Mechanisms by which cells of the osteoblast lineage control osteoclast formation and activity.

The cells of bone are of two lineages, the osteoblasts arising from pluripotential mesenchymal cells and osteoclasts from hemopoietic precursors of the monocyte-macrophage series. Resorption of bone by the multinucleate osteoclast requires the generation of new osteoclasts and their activation. Many hormones and cytokines are able to promote bone resorption by influencing these processes, but they achieve this without acting directly on osteoclasts. Most evidence indicates that their actions are mediated by cells of the osteoblast lineage.

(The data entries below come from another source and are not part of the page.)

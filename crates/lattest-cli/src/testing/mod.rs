//! Suite runner for lattest
//!
//! Discovers `.lat` cases, drives the external compiler and interpreter,
//! and reports one classified line per case.

pub mod discovery;
pub mod process;
pub mod reporter;
pub mod runner;

#[cfg(all(test, unix))]
pub(crate) mod test_support;

pub use discovery::SuitePlan;
pub use reporter::{ReportFormat, TestReporter};
pub use runner::TestRunner;

/// Suites run when none are named and no `lattest.toml` lists any
pub const DEFAULT_SUITES: &[&str] = &[
    "basic",
    "arrays",
    "struct",
    "objects1",
    "objects2",
    "garbage-collector",
    "other",
];
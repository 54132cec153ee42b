use anyhow::Result;
use clap::Parser;
use std::path::PathBuf;
use std::time::Duration;
use tracing_subscriber::EnvFilter;

mod commands;
mod config;
mod testing;

const USAGE: &str = "Usage: lattest PATH_TO_LATC [TEST_SUITE...]\n\
Example: lattest ../latc basic arrays\n\
If no TEST_SUITE specified, assuming usage of all test suites.\n";

/// Black-box test runner for the Latte compiler.
///
/// Compiles every `.lat` case under SUITE/*/good/ and SUITE/*/bad/, runs good
/// cases through the interpreter, and prints one classified line per case:
/// OK, WA or CE for good cases; CE or "no CE" for bad cases.
///
/// EXAMPLES:
///     lattest ../latc                  Run all default suites
///     lattest ../latc basic arrays     Run selected suites
///     lattest ../latc --timeout 10     Kill tools running longer than 10s
///     lattest ../latc --json           Machine-readable report
///
/// ENVIRONMENT VARIABLES:
///     LATTEST_INTERPRETER  Interpreter command (default: lli)
///     LATTEST_TIMEOUT      Per-invocation timeout in seconds
///     LATTEST_JSON         Set to '1' for JSON output by default
///     LATTEST_LOG          Log filter for diagnostics on stderr
///     NO_COLOR             Set to disable colored output
#[derive(Parser)]
#[command(name = "lattest")]
#[command(version)]
struct Cli {
    /// Path to the compiler executable
    #[arg(value_name = "PATH_TO_LATC")]
    compiler: Option<PathBuf>,

    /// Test suites to run (default: all suites)
    #[arg(value_name = "TEST_SUITE")]
    suites: Vec<String>,

    /// Directory suite names are resolved against
    #[arg(long, default_value = ".")]
    root: PathBuf,

    /// Interpreter used to run compiled bytecode (default: lli)
    #[arg(long)]
    interpreter: Option<String>,

    /// Kill the compiler or interpreter after this many seconds
    #[arg(long, value_name = "SECS", value_parser = parse_timeout_arg)]
    timeout: Option<u64>,

    /// Print totals after all suites
    #[arg(long)]
    summary: bool,

    /// Output a single JSON report instead of one line per case
    #[arg(long)]
    json: bool,

    /// Disable colored output
    #[arg(long)]
    no_color: bool,

    /// Report a suite whose tools cannot be launched and continue with the next
    #[arg(long)]
    keep_going: bool,

    /// Log every tool invocation to stderr
    #[arg(long, short = 'v')]
    verbose: bool,
}

fn parse_timeout_arg(value: &str) -> Result<u64, String> {
    lattest_config::parse_timeout("--timeout", value).map_err(|e| e.to_string())
}

fn init_logging(verbose: bool) {
    let default_directive = if verbose { "lattest=debug" } else { "warn" };
    let _ = tracing_subscriber::fmt()
        .with_env_filter(
            EnvFilter::try_from_env("LATTEST_LOG")
                .unwrap_or_else(|_| EnvFilter::new(default_directive)),
        )
        .with_writer(std::io::stderr)
        .try_init();
}

fn main() -> Result<()> {
    let cli = Cli::parse();

    let Some(compiler) = cli.compiler else {
        println!("{}", USAGE);
        std::process::exit(1);
    };

    init_logging(cli.verbose);

    let env_config = config::Config::from_env();
    let no_color = cli.no_color || env_config.no_color;
    // Labels are colored whether or not stdout is a terminal.
    colored::control::set_override(!no_color);

    let args = commands::test::TestArgs {
        compiler,
        suites: cli.suites,
        root: cli.root,
        interpreter: cli.interpreter,
        timeout: cli.timeout.map(Duration::from_secs),
        summary: cli.summary,
        json: cli.json || env_config.default_json,
        no_color,
        keep_going: cli.keep_going,
    };
    commands::test::run(args)
}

Evidence for hormone- and cytokine-induced activation of osteoclasts requiring the mediation of osteoblasts comes from studies of resorption by isolated osteoclasts. However, consistent evidence for a specific "activating factor" is lacking, and the argument is presented that the isolated osteoclast resorption assays have not been shown convincingly to be assays of osteoclast activation. The view is presented that osteoblast-mediated osteoclast activation is the result of several events in the microenvironment without necessarily requiring the existence of a specific, essential osteoclast activator. On the other hand, a specific promoter of osteoclast differentiation does seem likely to be a product of cells of the stromal/osteoblast series. Evidence in favour of this comes from studies of osteoclast generation in co-cultures of osteoblast/stromal cells with hemopoietic cells. Conflicting views, maintaining that osteoclasts can develop from hemopoietic cells without stromal intervention, might be explained by varying criteria used in identification of osteoclasts. Osteoblastic and osteoclastic renewal, and the interactions of these lineages, are central to the process of bone remodeling.